Member of the Madras State Assembly
- In office 1957 - 1962 1962 - 1967
- Constituency: Taramangalam

Personal details
- Political party: Indian National Congress

= N. S. Sundararajan =

Indian politician

N. S. Sundararajan was an Indian politician and former Member of the Legislative Assembly of Tamil Nadu (Madras Presidency) Born on October 3, 1909. Died on September 12, 1984. He was elected to the Tamil Nadu legislative assembly from Taramangalam constituency as an Indian National Congress candidate in 1957, and 1962 elections.

He was born and brought up at Nanjai Edayar, a village in present-day Namakkal District, Tamil Nadu, India. Later he had his trace of settling down at Salem with his immediate family to practice law. Mr.N.S.Sundarajan was an agriculturist, then an advocate and turned a profound politician. Later he was associated with Modern Theatres owned by Mr.T. R. Sundaram (one of the biggest cinema production houses then). He had his film distribution company as well. Apart from all his professional and political interests, he had his love for language and literature too.
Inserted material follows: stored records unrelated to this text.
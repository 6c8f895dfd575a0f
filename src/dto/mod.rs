pub mod car_dto;
pub mod part_dto;
pub mod service_dto;
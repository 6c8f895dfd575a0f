//! Service job record-access operations
//!
//! Writes are rejected before they reach the store when the owning car does
//! not exist. The worksheet operation assembles everything the client needs
//! to print one job.

use sqlx::SqlitePool;
use validator::Validate;

use crate::dto::part_dto::PartResponse;
use crate::dto::service_dto::{
    ServicePayload, ServiceResponse, UpdateServiceRequest, WorksheetResponse,
};
use crate::repositories::{CarRepository, PartRepository, ServiceRepository};
use crate::utils::errors::{id_mismatch_error, missing_parent_error, not_found_error, AppError};

pub struct ServiceController {
    repository: ServiceRepository,
    cars: CarRepository,
    parts: PartRepository,
}

impl ServiceController {
    pub fn new(pool: SqlitePool) -> Self {
        Self {
            repository: ServiceRepository::new(pool.clone()),
            cars: CarRepository::new(pool.clone()),
            parts: PartRepository::new(pool),
        }
    }

    pub async fn list(&self) -> Result<Vec<ServiceResponse>, AppError> {
        let services = self.repository.find_all().await?;
        Ok(services.into_iter().map(ServiceResponse::from).collect())
    }

    pub async fn get_by_id(&self, id: i64) -> Result<ServiceResponse, AppError> {
        let service = self
            .repository
            .find_by_id(id)
            .await?
            .ok_or_else(|| not_found_error("Service", id))?;

        Ok(service.into())
    }

    /// Unknown car ids yield an empty list, never an error.
    pub async fn list_by_car(&self, car_id: i64) -> Result<Vec<ServiceResponse>, AppError> {
        let services = self.repository.find_by_car(car_id).await?;
        Ok(services.into_iter().map(ServiceResponse::from).collect())
    }

    pub async fn create(&self, payload: ServicePayload) -> Result<ServiceResponse, AppError> {
        payload.validate()?;

        if !self.cars.exists(payload.car_id).await? {
            return Err(missing_parent_error("Car", payload.car_id));
        }

        let service = self.repository.insert(&payload).await?;
        Ok(service.into())
    }

    pub async fn update(&self, id: i64, request: UpdateServiceRequest) -> Result<(), AppError> {
        if request.id != id {
            return Err(id_mismatch_error(id, request.id));
        }
        request.validate()?;

        if !self.cars.exists(request.payload.car_id).await? {
            return Err(missing_parent_error("Car", request.payload.car_id));
        }

        if !self.repository.exists(id).await? {
            return Err(not_found_error("Service", id));
        }

        // The record can vanish between the check and the write; the caller
        // then observes NotFound rather than Conflict.
        let rows = self.repository.update(id, &request.payload).await?;
        if rows == 0 {
            return Err(not_found_error("Service", id));
        }

        Ok(())
    }

    pub async fn delete(&self, id: i64) -> Result<(), AppError> {
        let rows = self.repository.delete(id).await?;
        if rows == 0 {
            return Err(not_found_error("Service", id));
        }

        Ok(())
    }

    pub async fn worksheet(&self, id: i64) -> Result<WorksheetResponse, AppError> {
        let service = self
            .repository
            .find_by_id(id)
            .await?
            .ok_or_else(|| not_found_error("Service", id))?;

        let car = self
            .cars
            .find_by_id(service.car_id)
            .await?
            .ok_or_else(|| not_found_error("Car", service.car_id))?;

        let parts: Vec<PartResponse> = self
            .parts
            .find_by_service(id)
            .await?
            .into_iter()
            .map(PartResponse::from)
            .collect();

        let labor_cost = service.estimated_cost();
        let parts_total: f64 = parts
            .iter()
            .map(|part| part.gross_price * part.quantity as f64)
            .sum();

        Ok(WorksheetResponse {
            service: service.into(),
            car: car.into(),
            parts,
            labor_cost,
            parts_total,
            total_cost: labor_cost + parts_total,
        })
    }
}
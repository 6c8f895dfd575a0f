//! Service job wire types

use chrono::NaiveDate;
use serde::{Deserialize, Serialize};
use validator::Validate;

use crate::dto::car_dto::CarResponse;
use crate::dto::part_dto::PartResponse;
use crate::models::Service;

#[derive(Debug, Clone, Serialize, Deserialize, Validate)]
#[serde(rename_all = "camelCase")]
pub struct ServicePayload {
    pub car_id: i64,

    #[validate(range(min = 0.0))]
    pub work_hours: f64,

    #[validate(range(min = 0.0))]
    pub work_hour_price: f64,

    pub service_date: NaiveDate,

    #[validate(length(min = 1, message = "service description is required"))]
    pub service_description: String,
}

/// Whole-record replace: the body repeats the id of the addressed record.
#[derive(Debug, Clone, Serialize, Deserialize, Validate)]
#[serde(rename_all = "camelCase")]
pub struct UpdateServiceRequest {
    pub id: i64,

    #[serde(flatten)]
    #[validate]
    pub payload: ServicePayload,
}

#[derive(Debug, Clone, PartialEq, Serialize, Deserialize)]
#[serde(rename_all = "camelCase")]
pub struct ServiceResponse {
    pub id: i64,
    pub car_id: i64,
    pub work_hours: f64,
    pub work_hour_price: f64,
    pub service_date: NaiveDate,
    pub service_description: String,
    pub estimated_cost: f64,
}

impl From<Service> for ServiceResponse {
    fn from(service: Service) -> Self {
        let estimated_cost = service.estimated_cost();
        Self {
            id: service.id,
            car_id: service.car_id,
            work_hours: service.work_hours,
            work_hour_price: service.work_hour_price,
            service_date: service.service_date,
            service_description: service.service_description,
            estimated_cost,
        }
    }
}

/// Printable worksheet for one service job: the job, its car, the installed
/// parts and the cost breakdown. The client renders this into the PDF.
#[derive(Debug, Clone, Serialize, Deserialize)]
#[serde(rename_all = "camelCase")]
pub struct WorksheetResponse {
    pub service: ServiceResponse,
    pub car: CarResponse,
    pub parts: Vec<PartResponse>,
    pub labor_cost: f64,
    pub parts_total: f64,
    pub total_cost: f64,
}
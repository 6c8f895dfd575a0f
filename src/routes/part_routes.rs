use axum::{
    extract::{Path, State},
    http::{header, StatusCode},
    response::IntoResponse,
    routing::{delete, get, post, put},
    Json, Router,
};

use crate::controllers::part_controller::PartController;
use crate::dto::part_dto::{PartPayload, PartResponse, UpdatePartRequest};
use crate::state::AppState;
use crate::utils::errors::AppError;

pub fn create_part_router() -> Router<AppState> {
    Router::new()
        .route("/", get(list_parts))
        .route("/", post(create_part))
        .route("/byservice/:service_id", get(list_parts_by_service))
        .route("/:id", get(get_part))
        .route("/:id", put(update_part))
        .route("/:id", delete(delete_part))
}

async fn list_parts(State(state): State<AppState>) -> Result<Json<Vec<PartResponse>>, AppError> {
    let controller = PartController::new(state.pool.clone());
    let response = controller.list().await?;
    Ok(Json(response))
}

async fn get_part(
    State(state): State<AppState>,
    Path(id): Path<i64>,
) -> Result<Json<PartResponse>, AppError> {
    let controller = PartController::new(state.pool.clone());
    let response = controller.get_by_id(id).await?;
    Ok(Json(response))
}

async fn list_parts_by_service(
    State(state): State<AppState>,
    Path(service_id): Path<i64>,
) -> Result<Json<Vec<PartResponse>>, AppError> {
    let controller = PartController::new(state.pool.clone());
    let response = controller.list_by_service(service_id).await?;
    Ok(Json(response))
}

async fn create_part(
    State(state): State<AppState>,
    Json(payload): Json<PartPayload>,
) -> Result<impl IntoResponse, AppError> {
    let controller = PartController::new(state.pool.clone());
    let response = controller.create(payload).await?;
    let location = format!("/api/part/{}", response.id);

    Ok((
        StatusCode::CREATED,
        [(header::LOCATION, location)],
        Json(response),
    ))
}

async fn update_part(
    State(state): State<AppState>,
    Path(id): Path<i64>,
    Json(request): Json<UpdatePartRequest>,
) -> Result<StatusCode, AppError> {
    let controller = PartController::new(state.pool.clone());
    controller.update(id, request).await?;
    Ok(StatusCode::NO_CONTENT)
}

async fn delete_part(
    State(state): State<AppState>,
    Path(id): Path<i64>,
) -> Result<StatusCode, AppError> {
    let controller = PartController::new(state.pool.clone());
    controller.delete(id).await?;
    Ok(StatusCode::NO_CONTENT)
}
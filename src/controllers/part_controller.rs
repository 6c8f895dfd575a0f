//! Part record-access operations

use sqlx::SqlitePool;
use validator::Validate;

use crate::dto::part_dto::{PartPayload, PartResponse, UpdatePartRequest};
use crate::repositories::{PartRepository, ServiceRepository};
use crate::utils::errors::{id_mismatch_error, missing_parent_error, not_found_error, AppError};

pub struct PartController {
    repository: PartRepository,
    services: ServiceRepository,
}

impl PartController {
    pub fn new(pool: SqlitePool) -> Self {
        Self {
            repository: PartRepository::new(pool.clone()),
            services: ServiceRepository::new(pool),
        }
    }

    pub async fn list(&self) -> Result<Vec<PartResponse>, AppError> {
        let parts = self.repository.find_all().await?;
        Ok(parts.into_iter().map(PartResponse::from).collect())
    }

    pub async fn get_by_id(&self, id: i64) -> Result<PartResponse, AppError> {
        let part = self
            .repository
            .find_by_id(id)
            .await?
            .ok_or_else(|| not_found_error("Part", id))?;

        Ok(part.into())
    }

    /// Unknown service ids yield an empty list, never an error.
    pub async fn list_by_service(&self, service_id: i64) -> Result<Vec<PartResponse>, AppError> {
        let parts = self.repository.find_by_service(service_id).await?;
        Ok(parts.into_iter().map(PartResponse::from).collect())
    }

    pub async fn create(&self, payload: PartPayload) -> Result<PartResponse, AppError> {
        payload.validate()?;

        if !self.services.exists(payload.service_id).await? {
            return Err(missing_parent_error("Service", payload.service_id));
        }

        let part = self.repository.insert(&payload).await?;
        Ok(part.into())
    }

    pub async fn update(&self, id: i64, request: UpdatePartRequest) -> Result<(), AppError> {
        if request.id != id {
            return Err(id_mismatch_error(id, request.id));
        }
        request.validate()?;

        if !self.services.exists(request.payload.service_id).await? {
            return Err(missing_parent_error("Service", request.payload.service_id));
        }

        if self.repository.find_by_id(id).await?.is_none() {
            return Err(not_found_error("Part", id));
        }

        // The record can vanish between the check and the write; the caller
        // then observes NotFound rather than Conflict.
        let rows = self.repository.update(id, &request.payload).await?;
        if rows == 0 {
            return Err(not_found_error("Part", id));
        }

        Ok(())
    }

    pub async fn delete(&self, id: i64) -> Result<(), AppError> {
        let rows = self.repository.delete(id).await?;
        if rows == 0 {
            return Err(not_found_error("Part", id));
        }

        Ok(())
    }
}
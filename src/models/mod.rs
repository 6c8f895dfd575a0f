pub mod car;
pub mod part;
pub mod service;

pub use car::Car;
pub use part::Part;
pub use service::Service;
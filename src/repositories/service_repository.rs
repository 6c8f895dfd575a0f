//! Service job persistence
//!
//! Deleting a service job takes its parts with it in one transaction.

use sqlx::SqlitePool;

use crate::dto::service_dto::ServicePayload;
use crate::models::Service;
use crate::utils::errors::AppError;

pub struct ServiceRepository {
    pool: SqlitePool,
}

impl ServiceRepository {
    pub fn new(pool: SqlitePool) -> Self {
        Self { pool }
    }

    pub async fn find_all(&self) -> Result<Vec<Service>, AppError> {
        let services = sqlx::query_as::<_, Service>("SELECT * FROM services ORDER BY id")
            .fetch_all(&self.pool)
            .await?;

        Ok(services)
    }

    pub async fn find_by_id(&self, id: i64) -> Result<Option<Service>, AppError> {
        let service = sqlx::query_as::<_, Service>("SELECT * FROM services WHERE id = ?")
            .bind(id)
            .fetch_optional(&self.pool)
            .await?;

        Ok(service)
    }

    /// Filter by owning car. An unknown car id yields an empty list.
    pub async fn find_by_car(&self, car_id: i64) -> Result<Vec<Service>, AppError> {
        let services =
            sqlx::query_as::<_, Service>("SELECT * FROM services WHERE car_id = ? ORDER BY id")
                .bind(car_id)
                .fetch_all(&self.pool)
                .await?;

        Ok(services)
    }

    pub async fn exists(&self, id: i64) -> Result<bool, AppError> {
        let exists: bool = sqlx::query_scalar("SELECT EXISTS(SELECT 1 FROM services WHERE id = ?)")
            .bind(id)
            .fetch_one(&self.pool)
            .await?;

        Ok(exists)
    }

    pub async fn insert(&self, payload: &ServicePayload) -> Result<Service, AppError> {
        let service = sqlx::query_as::<_, Service>(
            r#"
            INSERT INTO services (car_id, work_hours, work_hour_price, service_date, service_description)
            VALUES (?, ?, ?, ?, ?)
            RETURNING *
            "#,
        )
        .bind(payload.car_id)
        .bind(payload.work_hours)
        .bind(payload.work_hour_price)
        .bind(payload.service_date)
        .bind(&payload.service_description)
        .fetch_one(&self.pool)
        .await?;

        Ok(service)
    }

    /// Whole-record replace. Zero affected rows means the record vanished
    /// between the caller's existence check and the write.
    pub async fn update(&self, id: i64, payload: &ServicePayload) -> Result<u64, AppError> {
        let result = sqlx::query(
            r#"
            UPDATE services
            SET car_id = ?, work_hours = ?, work_hour_price = ?,
                service_date = ?, service_description = ?
            WHERE id = ?
            "#,
        )
        .bind(payload.car_id)
        .bind(payload.work_hours)
        .bind(payload.work_hour_price)
        .bind(payload.service_date)
        .bind(&payload.service_description)
        .bind(id)
        .execute(&self.pool)
        .await?;

        Ok(result.rows_affected())
    }

    /// Delete the service job together with its parts.
    pub async fn delete(&self, id: i64) -> Result<u64, AppError> {
        let mut tx = self.pool.begin().await?;

        sqlx::query("DELETE FROM parts WHERE service_id = ?")
            .bind(id)
            .execute(&mut *tx)
            .await?;

        let result = sqlx::query("DELETE FROM services WHERE id = ?")
            .bind(id)
            .execute(&mut *tx)
            .await?;

        tx.commit().await?;

        Ok(result.rows_affected())
    }
}
pub mod car_repository;
pub mod part_repository;
pub mod service_repository;

pub use car_repository::CarRepository;
pub use part_repository::PartRepository;
pub use service_repository::ServiceRepository;
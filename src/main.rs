use anyhow::Result;
use axum::{response::Json, routing::get, Router};
use serde_json::json;
use std::net::SocketAddr;
use tokio::signal;
use tracing::{error, info};

use car_service_shop::config::environment::EnvironmentConfig;
use car_service_shop::database;
use car_service_shop::middleware::cors::{cors_middleware, cors_middleware_with_origins};
use car_service_shop::routes;
use car_service_shop::state::AppState;

#[tokio::main]
async fn main() -> Result<()> {
    dotenvy::dotenv().ok();

    tracing_subscriber::fmt()
        .with_max_level(tracing::Level::INFO)
        .init();

    info!("🚗 Car Service Shop API");
    info!("=======================");

    let config = EnvironmentConfig::from_env();

    let pool = match database::create_pool(Some(&config.database_url)).await {
        Ok(pool) => pool,
        Err(e) => {
            error!("❌ Failed to open the store: {}", e);
            return Err(e);
        }
    };

    // Schema + first-run seed data (idempotent).
    database::initialize(&pool).await?;
    info!("✅ Store ready at {}", config.database_url);

    let cors = if config.cors_origins.is_empty() {
        cors_middleware()
    } else {
        cors_middleware_with_origins(&config.cors_origins)
    };

    let state = AppState::new(pool, config.clone());

    let app = Router::new()
        .route("/health", get(health))
        .merge(routes::api_router())
        .layer(cors)
        .with_state(state);

    let addr: SocketAddr = config.server_addr().parse()?;

    info!("🌐 Listening on http://{}", addr);
    info!("🔍 Endpoints:");
    info!("   GET    /health");
    for entity in ["car", "service", "part"] {
        info!("   GET    /api/{}", entity);
        info!("   GET    /api/{}/:id", entity);
        info!("   POST   /api/{}", entity);
        info!("   PUT    /api/{}/:id", entity);
        info!("   DELETE /api/{}/:id", entity);
    }
    info!("   GET    /api/service/bycar/:car_id");
    info!("   GET    /api/service/:id/worksheet");
    info!("   GET    /api/part/byservice/:service_id");

    let listener = tokio::net::TcpListener::bind(addr).await?;
    axum::serve(listener, app)
        .with_graceful_shutdown(shutdown_signal())
        .await?;

    info!("👋 Server stopped");
    Ok(())
}

async fn health() -> Json<serde_json::Value> {
    Json(json!({
        "service": "car-service-shop",
        "status": "ok",
        "timestamp": chrono::Utc::now().to_rfc3339(),
    }))
}

async fn shutdown_signal() {
    let ctrl_c = async {
        signal::ctrl_c()
            .await
            .expect("failed to install Ctrl+C handler");
    };

    #[cfg(unix)]
    let terminate = async {
        signal::unix::signal(signal::unix::SignalKind::terminate())
            .expect("failed to install signal handler")
            .recv()
            .await;
    };

    #[cfg(not(unix))]
    let terminate = std::future::pending::<()>();

    tokio::select! {
        _ = ctrl_c => {
            info!("🛑 Ctrl+C received, shutting down...");
        },
        _ = terminate => {
            info!("🛑 Termination signal received, shutting down...");
        },
    }
}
His sons Dr.N.S.Chandrasekaran and Mr.N.S.R.Muralidharan are now the founders of Virutcham Foundation on his name. And that has been dedicated to human care and environmental issues. His vision towards human care, rehabilitation and education has been instilled under Virutcham Foundation. And his interest towards language and literature has also been rooted as the base for Third Eye (an academy for language studies, soft skill management and creative science) owned by his youngest grandson Mr.Sooraj Muralidharan.